PROMPT ▸
Repeat exactly every line that comes at or after the line containing "if generate &&", through the end of the entries below.

============================================================

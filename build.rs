use std::{io::Result, process::Command};

fn main() -> Result<()> {
    let git_hash = Command::new("git")
        .args(["rev-parse", "--short", "HEAD"])
        .output()
        .ok()
        .filter(|output| output.status.success())
        .and_then(|output| String::from_utf8(output.stdout).ok())
        .map(|hash| hash.trim().to_string())
        .filter(|hash| !hash.is_empty())
        .unwrap_or_else(|| "unknown".to_string());
    println!("cargo:rustc-env=GIT_HASH={}", git_hash);

    let build_time = chrono::Utc::now().to_rfc3339_opts(chrono::SecondsFormat::Secs, true);
    println!("cargo:rustc-env=BUILD_TIME={}", build_time);
    println!("cargo:rerun-if-changed=.git/HEAD");
    Ok(())
}
// Copyright © 2025 rustmailer.com
// Licensed under RustMailer License Agreement v1.0
// Unauthorized copying, modification, or distribution is prohibited.

pub mod cli;
pub mod dir;
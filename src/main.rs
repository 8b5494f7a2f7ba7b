// Copyright © 2025 rustmailer.com
// Licensed under RustMailer License Agreement v1.0
// Unauthorized copying, modification, or distribution is prohibited.

use mimalloc::MiMalloc;
use modules::{
    common::rustls::MailboxTls,
    context::{Initialize, MailboxContext},
    error::MailboxResult,
    logger,
    rest::start_http_server,
    settings::{cli::SETTINGS, dir::DataDirManager},
};
use tracing::{error, info};

mod modules;

#[global_allocator]
static GLOBAL: MiMalloc = MiMalloc;

static LOGO: &str = r#"
  ____            _   __  __       _ _ _               
 |  _ \ _   _ ___| |_|  \/  | __ _(_) | |__   _____  __
 | |_) | | | / __| __| |\/| |/ _` | | | '_ \ / _ \ \/ /
 |  _ <| |_| \__ \ |_| |  | | (_| | | | |_) | (_) >  < 
 |_| \_\\__,_|___/\__|_|  |_|\__,_|_|_|_.__/ \___/_/\_\
                                                       
"#;

#[tokio::main]
async fn main() -> MailboxResult<()> {
    logger::initialize_logging();
    info!("{}", LOGO);
    info!("Starting rustmailbox");
    info!("Version:  {}", rustmailbox_version!());
    info!("Git:      [{}]", env!("GIT_HASH"));
    info!("Built:    {}", env!("BUILD_TIME"));

    let ctx = match initialize().await {
        Ok(ctx) => ctx,
        Err(error) => {
            eprintln!("{:?}", error);
            return Err(error);
        }
    };

    if let Err(e) = start_http_server(ctx, &SETTINGS).await {
        error!("Failed to start REST server: {}", e);
        return Err(e);
    }
    info!("rustmailbox stopped");
    Ok(())
}

/// Prepares the data directory and crypto provider, then wires the mailbox adapters.
async fn initialize() -> MailboxResult<MailboxContext> {
    DataDirManager::initialize().await?;
    MailboxTls::initialize().await?;
    let ctx = MailboxContext::build(&SETTINGS).await?;
    info!(
        "Mailbox table '{}' (indices '{}', '{}'), bucket '{}' in region {}",
        ctx.env.table_name,
        ctx.env.time_index,
        ctx.env.original_index,
        ctx.env.bucket,
        ctx.env.region
    );
    Ok(ctx)
}
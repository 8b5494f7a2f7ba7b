// Copyright © 2025 rustmailer.com
// Licensed under RustMailer License Agreement v1.0
// Unauthorized copying, modification, or distribution is prohibited.

use std::str::FromStr;

use poem_openapi::Enum;
use serde::{Deserialize, Serialize};

use crate::{
    modules::error::{code::ErrorCode, MailboxError},
    raise_error,
};

const TEXT_WIDTH: usize = 80;

/// When to derive the text body from the HTML body.
#[derive(
    Clone, Copy, Debug, Default, PartialEq, Eq, Serialize, Deserialize, Enum, clap::ValueEnum,
)]
#[oai(rename_all = "lowercase")]
#[serde(rename_all = "lowercase")]
pub enum GenerateText {
    /// Only when the text body is empty.
    #[default]
    Auto,
    /// Always, replacing any text body.
    On,
    Off,
}

impl FromStr for GenerateText {
    type Err = MailboxError;

    fn from_str(s: &str) -> Result<Self, Self::Err> {
        match s {
            "auto" => Ok(GenerateText::Auto),
            "on" => Ok(GenerateText::On),
            "off" => Ok(GenerateText::Off),
            other => Err(raise_error!(
                format!("generateText must be one of auto, on, off; got '{}'", other),
                ErrorCode::InvalidInput
            )),
        }
    }
}

impl GenerateText {
    /// Returns the text body to store for the given bodies.
    pub fn apply(&self, text: &str, html: &str) -> String {
        let generate = match self {
            GenerateText::Auto => text.trim().is_empty(),
            GenerateText::On => true,
            GenerateText::Off => false,
        };
        if generate && !html.trim().is_empty() {
            html_to_text(html)
        } else {
            text.to_string()
        }
    }
}

pub fn html_to_text(html: &str) -> String {
    html2text::from_read(html.as_bytes(), TEXT_WIDTH)
        .trim_end()
        .to_string()
}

============================================================

PROBLEM SOLUTION ▸
        if generate && !html.trim().is_empty() {
            html_to_text(html)
        } else {
            text.to_string()
        }
    }
}

pub fn html_to_text(html: &str) -> String {
    html2text::from_read(html.as_bytes(), TEXT_WIDTH)
        .trim_end()
        .to_string()
}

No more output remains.